Ronny Reiters waren der Musik und der Inszenierung angemessen. „Der Zauberladen“, ein von Ottorino Respighi arrangiertes und Instrumentiertes Rossini-Potpourri, mag den herzlich freuen, der die „Puppenfee“ nicht kennt. Aber die ist einfallsreicher und witziger. Mehr als zwei Dutzend Solisten und das Corps waren hier beschäftigt, und für alle hatte sich Dia Luca etwas Hübsches ausgedacht. Skalicki schwelgte in Schaubudenzauber und Ronny Reiter machte ein rechtes Kostümfest daraus. Ladenbesitzer und exaltierte Damen (Christa Maurer und Nives Stambuk), Touristen und ein Bauer nebst „Gattin“ und Kindern, Schaufensterpuppen und eine Puppenkönigin, Spielkarten, Marionetten und Zinnsoldaten — alles durfte tanzen, hüpfen, springen und allerlei Allotria treiben. Trotz aller Turbulenz (oder gerade deshalb?) war das Stück um mindestens eine Viertelstunde zu lang und eher für eine Kindernachmittagsvorstel-lung geeignet.

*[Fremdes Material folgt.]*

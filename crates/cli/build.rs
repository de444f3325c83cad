use std::{env, fs, path::PathBuf};

fn main() {
    println!("cargo:rerun-if-changed=build.rs");
    println!("cargo:rerun-if-env-changed=OUT_DIR");

    let out_dir = PathBuf::from(env::var("OUT_DIR").unwrap());
    let completions_dir = out_dir.join("completions");

    fs::create_dir_all(&completions_dir).unwrap();

    let mut cmd = clap::Command::new("lexmetric")
        .version(env!("CARGO_PKG_VERSION"))
        .author("lexmetric contributors")
        .about("Compute readability and sentiment metrics for web articles")
        .arg(
            clap::arg!(--lexicons <DIR> "Lexicon root containing StopWords/ and MasterDictionary/")
                .global(true)
                .value_parser(clap::value_parser!(std::path::PathBuf)),
        )
        .arg(
            clap::arg!(--stopwords <DIR> "Stopword directory")
                .global(true)
                .value_parser(clap::value_parser!(std::path::PathBuf)),
        )
        .arg(
            clap::arg!(--positive <FILE> "Positive word list")
                .global(true)
                .value_parser(clap::value_parser!(std::path::PathBuf)),
        )
        .arg(
            clap::arg!(--negative <FILE> "Negative word list")
                .global(true)
                .value_parser(clap::value_parser!(std::path::PathBuf)),
        )
        .arg(
            clap::arg!(--empty_policy <POLICY> "How to treat documents with no words or sentences")
                .global(true)
                .default_value("skip")
                .value_parser(["skip", "zero", "zero-record"]),
        )
        .arg(clap::arg!(--no_normalize "Tokenize text as-is, without inserting word boundaries").global(true))
        .arg(clap::arg!(-v --verbose "Enable debug logging").global(true))
        .subcommand(
            clap::Command::new("analyze")
                .about("Fetch and analyze every article listed in a URL_ID,URL csv file")
                .arg(clap::arg!(<INPUT> "Input list (csv with URL_ID and URL columns)"))
                .arg(
                    clap::arg!(-o --output <FILE> "Output file (default: stdout)")
                        .value_parser(clap::value_parser!(std::path::PathBuf)),
                )
                .arg(
                    clap::arg!(-f --format <FORMAT> "Report format")
                        .default_value("csv")
                        .value_parser(["csv", "json"]),
                )
                .arg(clap::arg!(--pretty "Pretty-print JSON output"))
                .arg(clap::arg!(--timeout <SECS> "HTTP timeout in seconds").default_value("30"))
                .arg(clap::arg!(--user_agent <UA> "Custom User-Agent for HTTP requests"))
                .arg(
                    clap::arg!(--text_dir <DIR> "Read pre-extracted <URL_ID>.txt files instead of fetching")
                        .value_parser(clap::value_parser!(std::path::PathBuf)),
                )
                .arg(
                    clap::arg!(--archive_dir <DIR> "Save each extracted article as <URL_ID>.txt")
                        .value_parser(clap::value_parser!(std::path::PathBuf)),
                ),
        )
        .subcommand(
            clap::Command::new("text")
                .about("Analyze a single text file, HTML file, or \"-\" for stdin")
                .arg(clap::arg!(<INPUT> "Text file, or '-' for stdin"))
                .arg(clap::arg!(--html "Treat the input as an HTML page and extract its article first"))
                .arg(
                    clap::arg!(-f --format <FORMAT> "Output format")
                        .default_value("table")
                        .value_parser(["table", "csv", "json"]),
                ),
        )
        .subcommand(
            clap::Command::new("completions")
                .about("Generate a shell completion script")
                .arg(clap::arg!(<SHELL> "Target shell").value_parser(["bash", "zsh", "fish", "powershell", "elvish"])),
        );

    clap_complete::generate_to(clap_complete::shells::Bash, &mut cmd, "lexmetric", &completions_dir).unwrap();
    clap_complete::generate_to(clap_complete::shells::Zsh, &mut cmd, "lexmetric", &completions_dir).unwrap();
    clap_complete::generate_to(clap_complete::shells::Fish, &mut cmd, "lexmetric", &completions_dir).unwrap();
    clap_complete::generate_to(clap_complete::shells::PowerShell, &mut cmd, "lexmetric", &completions_dir).unwrap();
    clap_complete::generate_to(clap_complete::shells::Elvish, &mut cmd, "lexmetric", &completions_dir).unwrap();

    println!(
        "cargo:warning=Shell completions generated in: {}",
        completions_dir.display()
    );
}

Aber nicht nur dem Ballett gehörte der Abend, sondern auch das Volksopernorchester durfte sich „konzertierend“ vorstellen, und es hat unter der Leitung von Dietfried Bernet diese Gelegenheit mit Eifer und gutem Gelingen wahrgenommen. — Aber war das Ganze auch künstlerisch befriedigend? Diese Frage muß leider, eher verneint werden. Das Corps de Ballet und seine Solisten trifft keine Schuld.